[Start of Attachment]

//! Card catalog loader and registry.

use std::collections::BTreeMap;
use std::path::Path;

use battle_core::{Card, CardId};
use serde::{Deserialize, Serialize};

use crate::loaders::{LoadResult, read_file};

const PLAYER_CARDS: &str = include_str!("../../data/cards/player.ron");
const ENEMY_CARDS: &str = include_str!("../../data/cards/enemy.ron");
const FALLBACK_CARDS: &str = include_str!("../../data/cards/fallback.ron");

/// Card catalog structure for RON files.
#[derive(Debug, Clone, Serialize, Deserialize)]
pub struct CardCatalog {
    pub cards: Vec<Card>,
}

/// Which embedded card file to read.
#[derive(Clone, Copy, Debug, PartialEq, Eq)]
pub enum CardSet {
    Player,
    Enemy,
    /// Shared pool for opponents with an empty or short deck.
    Fallback,
}

impl CardSet {
    pub const fn file_name(self) -> &'static str {
        match self {
            Self::Player => "player.ron",
            Self::Enemy => "enemy.ron",
            Self::Fallback => "fallback.ron",
        }
    }

    const fn embedded(self) -> &'static str {
        match self {
            Self::Player => PLAYER_CARDS,
            Self::Enemy => ENEMY_CARDS,
            Self::Fallback => FALLBACK_CARDS,
        }
    }
}

/// Loader for card catalogs from RON files.
///
/// Every card is validated while parsing; one malformed card fails the whole
/// file.
pub struct CardLoader;

impl CardLoader {
    /// Load a card catalog from a RON file.
    pub fn load(path: &Path) -> LoadResult<Vec<Card>> {
        let content = read_file(path)?;
        Self::parse(&content, &path.display().to_string())
    }

    /// Parse one of the embedded card catalogs.
    pub fn builtin(set: CardSet) -> LoadResult<Vec<Card>> {
        Self::parse(set.embedded(), set.file_name())
    }

    fn parse(content: &str, origin: &str) -> LoadResult<Vec<Card>> {
        let catalog: CardCatalog = ron::from_str(content)
            .map_err(|e| anyhow::anyhow!("Failed to parse card catalog RON {}: {}", origin, e))?;
        Ok(catalog.cards)
    }
}

/// Card definitions by id.
#[derive(Clone, Debug, Default, PartialEq, Eq)]
pub struct CardRegistry {
    cards: BTreeMap<CardId, Card>,
}

impl CardRegistry {
    pub fn new() -> Self {
        Self::default()
    }

    /// Adds a card. A card with the same id is replaced.
    pub fn insert(&mut self, card: Card) {
        if let Some(previous) = self.cards.insert(card.id.clone(), card) {
            tracing::warn!(id = %previous.id, "duplicate card id, keeping the later definition");
        }
    }

    pub fn get(&self, id: &str) -> Option<&Card> {
        self.cards.get(&CardId::new(id))
    }

    pub fn len(&self) -> usize {
        self.cards.len()
    }

    pub fn is_empty(&self) -> bool {
        self.cards.is_empty()
    }

    pub fn iter(&self) -> impl Iterator<Item = &Card> {
        self.cards.values()
    }

    /// Resolves a deck list. Unknown ids are skipped with a warning.
    pub fn deck<S: AsRef<str>>(&self, ids: &[S]) -> Vec<Card> {
        ids.iter()
            .filter_map(|id| {
                let id = id.as_ref();
                let card = self.get(id);
                if card.is_none() {
                    tracing::warn!(id, "deck references unknown card");
                }
                card.cloned()
            })
            .collect()
    }
}

impl FromIterator<Card> for CardRegistry {
    fn from_iter<I: IntoIterator<Item = Card>>(iter: I) -> Self {
        let mut registry = Self::new();
        for card in iter {
            registry.insert(card);
        }
        registry
    }
}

[End of Attachment]

◆ WHAT IS NEEDED: The response must contain exactly the lines from the one with "pub fn iter(&self)" to the end of the entries above, both included, and nothing more.

◆ ANSWER BOX:
    pub fn iter(&self) -> impl Iterator<Item = &Card> {
        self.cards.values()
    }

    /// Resolves a deck list. Unknown ids are skipped with a warning.
    pub fn deck<S: AsRef<str>>(&self, ids: &[S]) -> Vec<Card> {
        ids.iter()
            .filter_map(|id| {
                let id = id.as_ref();
                let card = self.get(id);
                if card.is_none() {
                    tracing::warn!(id, "deck references unknown card");
                }
                card.cloned()
            })
            .collect()
    }
}

impl FromIterator<Card> for CardRegistry {
    fn from_iter<I: IntoIterator<Item = Card>>(iter: I) -> Self {
        let mut registry = Self::new();
        for card in iter {
            registry.insert(card);
        }
        registry
    }
}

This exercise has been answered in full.